BEGIN EXCERPTED RECORDS
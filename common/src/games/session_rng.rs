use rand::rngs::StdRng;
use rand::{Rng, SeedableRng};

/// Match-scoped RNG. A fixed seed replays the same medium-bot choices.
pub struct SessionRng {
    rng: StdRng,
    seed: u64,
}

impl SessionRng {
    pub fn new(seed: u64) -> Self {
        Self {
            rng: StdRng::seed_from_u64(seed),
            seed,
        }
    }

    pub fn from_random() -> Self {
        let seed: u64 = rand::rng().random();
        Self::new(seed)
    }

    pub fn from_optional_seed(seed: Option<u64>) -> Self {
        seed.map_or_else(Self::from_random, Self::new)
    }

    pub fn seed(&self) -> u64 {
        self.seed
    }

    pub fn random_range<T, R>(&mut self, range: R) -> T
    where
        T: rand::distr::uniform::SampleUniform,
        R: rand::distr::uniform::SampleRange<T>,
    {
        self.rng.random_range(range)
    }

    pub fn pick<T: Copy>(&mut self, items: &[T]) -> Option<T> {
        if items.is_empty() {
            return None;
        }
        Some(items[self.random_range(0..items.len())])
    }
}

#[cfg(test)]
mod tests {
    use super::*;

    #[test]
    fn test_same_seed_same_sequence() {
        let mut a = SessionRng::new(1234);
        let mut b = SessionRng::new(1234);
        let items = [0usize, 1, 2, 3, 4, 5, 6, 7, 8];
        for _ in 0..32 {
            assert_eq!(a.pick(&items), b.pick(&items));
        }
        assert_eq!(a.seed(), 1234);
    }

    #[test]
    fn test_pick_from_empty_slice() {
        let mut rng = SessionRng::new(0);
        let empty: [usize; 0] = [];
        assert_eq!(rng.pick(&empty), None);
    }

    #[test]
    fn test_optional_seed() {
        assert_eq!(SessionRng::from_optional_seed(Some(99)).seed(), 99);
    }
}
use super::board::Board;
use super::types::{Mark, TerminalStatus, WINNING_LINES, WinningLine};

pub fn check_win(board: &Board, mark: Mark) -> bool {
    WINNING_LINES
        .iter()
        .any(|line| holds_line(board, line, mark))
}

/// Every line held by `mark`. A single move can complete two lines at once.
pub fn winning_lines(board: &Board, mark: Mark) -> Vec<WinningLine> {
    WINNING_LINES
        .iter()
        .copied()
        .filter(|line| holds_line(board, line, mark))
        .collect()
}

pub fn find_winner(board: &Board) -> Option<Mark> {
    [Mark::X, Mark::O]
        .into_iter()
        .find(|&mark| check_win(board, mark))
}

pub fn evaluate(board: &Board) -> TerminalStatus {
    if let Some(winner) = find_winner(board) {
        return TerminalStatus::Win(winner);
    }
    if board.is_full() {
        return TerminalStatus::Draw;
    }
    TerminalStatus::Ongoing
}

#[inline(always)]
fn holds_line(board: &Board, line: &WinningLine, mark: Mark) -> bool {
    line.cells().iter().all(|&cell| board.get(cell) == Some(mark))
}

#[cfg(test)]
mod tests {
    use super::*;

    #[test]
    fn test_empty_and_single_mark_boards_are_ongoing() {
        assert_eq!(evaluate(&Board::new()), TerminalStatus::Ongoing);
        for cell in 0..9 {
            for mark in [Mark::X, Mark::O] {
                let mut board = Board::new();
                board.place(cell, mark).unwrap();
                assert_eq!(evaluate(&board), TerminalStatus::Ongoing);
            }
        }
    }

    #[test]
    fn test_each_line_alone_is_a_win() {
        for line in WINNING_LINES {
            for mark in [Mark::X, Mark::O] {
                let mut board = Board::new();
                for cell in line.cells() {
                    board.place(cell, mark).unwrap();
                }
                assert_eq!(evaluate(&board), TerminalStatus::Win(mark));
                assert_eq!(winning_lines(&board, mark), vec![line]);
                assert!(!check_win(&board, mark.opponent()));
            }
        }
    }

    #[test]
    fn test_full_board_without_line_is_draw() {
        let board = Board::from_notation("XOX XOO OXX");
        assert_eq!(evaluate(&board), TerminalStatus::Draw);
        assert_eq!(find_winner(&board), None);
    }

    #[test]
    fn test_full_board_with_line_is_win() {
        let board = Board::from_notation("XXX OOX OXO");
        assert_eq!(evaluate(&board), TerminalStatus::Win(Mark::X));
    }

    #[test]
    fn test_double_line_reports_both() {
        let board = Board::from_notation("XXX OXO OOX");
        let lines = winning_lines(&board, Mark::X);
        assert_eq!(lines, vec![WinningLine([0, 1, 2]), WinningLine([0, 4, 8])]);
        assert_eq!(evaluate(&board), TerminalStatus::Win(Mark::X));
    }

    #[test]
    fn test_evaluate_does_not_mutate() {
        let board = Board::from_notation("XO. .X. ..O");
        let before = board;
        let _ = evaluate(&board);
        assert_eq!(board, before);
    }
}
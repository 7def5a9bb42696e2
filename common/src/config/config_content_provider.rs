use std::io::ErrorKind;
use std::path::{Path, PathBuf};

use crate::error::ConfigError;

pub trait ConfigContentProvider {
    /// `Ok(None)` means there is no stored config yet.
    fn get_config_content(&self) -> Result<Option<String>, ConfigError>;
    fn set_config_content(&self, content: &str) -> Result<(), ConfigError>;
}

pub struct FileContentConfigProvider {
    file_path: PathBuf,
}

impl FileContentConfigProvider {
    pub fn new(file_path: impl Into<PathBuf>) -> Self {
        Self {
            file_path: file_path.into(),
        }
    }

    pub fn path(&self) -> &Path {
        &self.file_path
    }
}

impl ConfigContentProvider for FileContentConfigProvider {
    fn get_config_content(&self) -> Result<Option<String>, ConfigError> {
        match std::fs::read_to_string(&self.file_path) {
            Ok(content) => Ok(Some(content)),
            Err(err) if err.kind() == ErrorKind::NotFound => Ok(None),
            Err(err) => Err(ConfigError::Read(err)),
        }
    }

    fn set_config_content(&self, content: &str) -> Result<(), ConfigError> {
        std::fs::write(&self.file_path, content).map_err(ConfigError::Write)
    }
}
END EXCERPTED RECORDS
PROBLEM DESCRIPTION: Retype the whole of the listing. Nothing may be altered or omitted.

TASK OUTPUT:
filename common/src/games/session_rng.rs
use rand::rngs::StdRng;
use rand::{Rng, SeedableRng};

/// Match-scoped RNG. A fixed seed replays the same medium-bot choices.
pub struct SessionRng {
    rng: StdRng,
    seed: u64,
}

impl SessionRng {
    pub fn new(seed: u64) -> Self {
        Self {
            rng: StdRng::seed_from_u64(seed),
            seed,
        }
    }

    pub fn from_random() -> Self {
        let seed: u64 = rand::rng().random();
        Self::new(seed)
    }

    pub fn from_optional_seed(seed: Option<u64>) -> Self {
        seed.map_or_else(Self::from_random, Self::new)
    }

    pub fn seed(&self) -> u64 {
        self.seed
    }

    pub fn random_range<T, R>(&mut self, range: R) -> T
    where
        T: rand::distr::uniform::SampleUniform,
        R: rand::distr::uniform::SampleRange<T>,
    {
        self.rng.random_range(range)
    }

    pub fn pick<T: Copy>(&mut self, items: &[T]) -> Option<T> {
        if items.is_empty() {
            return None;
        }
        Some(items[self.random_range(0..items.len())])
    }
}

#[cfg(test)]
mod tests {
    use super::*;

    #[test]
    fn test_same_seed_same_sequence() {
        let mut a = SessionRng::new(1234);
        let mut b = SessionRng::new(1234);
        let items = [0usize, 1, 2, 3, 4, 5, 6, 7, 8];
        for _ in 0..32 {
            assert_eq!(a.pick(&items), b.pick(&items));
        }
        assert_eq!(a.seed(), 1234);
    }

    #[test]
    fn test_pick_from_empty_slice() {
        let mut rng = SessionRng::new(0);
        let empty: [usize; 0] = [];
        assert_eq!(rng.pick(&empty), None);
    }

    #[test]
    fn test_optional_seed() {
        assert_eq!(SessionRng::from_optional_seed(Some(99)).seed(), 99);
    }
}
use super::board::Board;
use super::types::{Mark, TerminalStatus, WINNING_LINES, WinningLine};

pub fn check_win(board: &Board, mark: Mark) -> bool {
    WINNING_LINES
        .iter()
        .any(|line| holds_line(board, line, mark))
}

/// Every line held by `mark`. A single move can complete two lines at once.
pub fn winning_lines(board: &Board, mark: Mark) -> Vec<WinningLine> {
    WINNING_LINES
        .iter()
        .copied()
        .filter(|line| holds_line(board, line, mark))
        .collect()
}

pub fn find_winner(board: &Board) -> Option<Mark> {
    [Mark::X, Mark::O]
        .into_iter()
        .find(|&mark| check_win(board, mark))
}

pub fn evaluate(board: &Board) -> TerminalStatus {
    if let Some(winner) = find_winner(board) {
        return TerminalStatus::Win(winner);
    }
    if board.is_full() {
        return TerminalStatus::Draw;
    }
    TerminalStatus::Ongoing
}

#[inline(always)]
fn holds_line(board: &Board, line: &WinningLine, mark: Mark) -> bool {
    line.cells().iter().all(|&cell| board.get(cell) == Some(mark))
}

#[cfg(test)]
mod tests {
    use super::*;

    #[test]
    fn test_empty_and_single_mark_boards_are_ongoing() {
        assert_eq!(evaluate(&Board::new()), TerminalStatus::Ongoing);
        for cell in 0..9 {
            for mark in [Mark::X, Mark::O] {
                let mut board = Board::new();
                board.place(cell, mark).unwrap();
                assert_eq!(evaluate(&board), TerminalStatus::Ongoing);
            }
        }
    }

    #[test]
    fn test_each_line_alone_is_a_win() {
        for line in WINNING_LINES {
            for mark in [Mark::X, Mark::O] {
                let mut board = Board::new();
                for cell in line.cells() {
                    board.place(cell, mark).unwrap();
                }
                assert_eq!(evaluate(&board), TerminalStatus::Win(mark));
                assert_eq!(winning_lines(&board, mark), vec![line]);
                assert!(!check_win(&board, mark.opponent()));
            }
        }
    }

    #[test]
    fn test_full_board_without_line_is_draw() {
        let board = Board::from_notation("XOX XOO OXX");
        assert_eq!(evaluate(&board), TerminalStatus::Draw);
        assert_eq!(find_winner(&board), None);
    }

    #[test]
    fn test_full_board_with_line_is_win() {
        let board = Board::from_notation("XXX OOX OXO");
        assert_eq!(evaluate(&board), TerminalStatus::Win(Mark::X));
    }

    #[test]
    fn test_double_line_reports_both() {
        let board = Board::from_notation("XXX OXO OOX");
        let lines = winning_lines(&board, Mark::X);
        assert_eq!(lines, vec![WinningLine([0, 1, 2]), WinningLine([0, 4, 8])]);
        assert_eq!(evaluate(&board), TerminalStatus::Win(Mark::X));
    }

    #[test]
    fn test_evaluate_does_not_mutate() {
        let board = Board::from_notation("XO. .X. ..O");
        let before = board;
        let _ = evaluate(&board);
        assert_eq!(board, before);
    }
}
repository 7def5a9bb42696e2
filename common/src/config/config_content_provider.rs
use std::io::ErrorKind;
use std::path::{Path, PathBuf};

use crate::error::ConfigError;

pub trait ConfigContentProvider {
    /// `Ok(None)` means there is no stored config yet.
    fn get_config_content(&self) -> Result<Option<String>, ConfigError>;
    fn set_config_content(&self, content: &str) -> Result<(), ConfigError>;
}

pub struct FileContentConfigProvider {
    file_path: PathBuf,
}

impl FileContentConfigProvider {
    pub fn new(file_path: impl Into<PathBuf>) -> Self {
        Self {
            file_path: file_path.into(),
        }
    }

    pub fn path(&self) -> &Path {
        &self.file_path
    }
}

impl ConfigContentProvider for FileContentConfigProvider {
    fn get_config_content(&self) -> Result<Option<String>, ConfigError> {
        match std::fs::read_to_string(&self.file_path) {
            Ok(content) => Ok(Some(content)),
            Err(err) if err.kind() == ErrorKind::NotFound => Ok(None),
            Err(err) => Err(ConfigError::Read(err)),
        }
    }

    fn set_config_content(&self, content: &str) -> Result<(), ConfigError> {
        std::fs::write(&self.file_path, content).map_err(ConfigError::Write)
    }
}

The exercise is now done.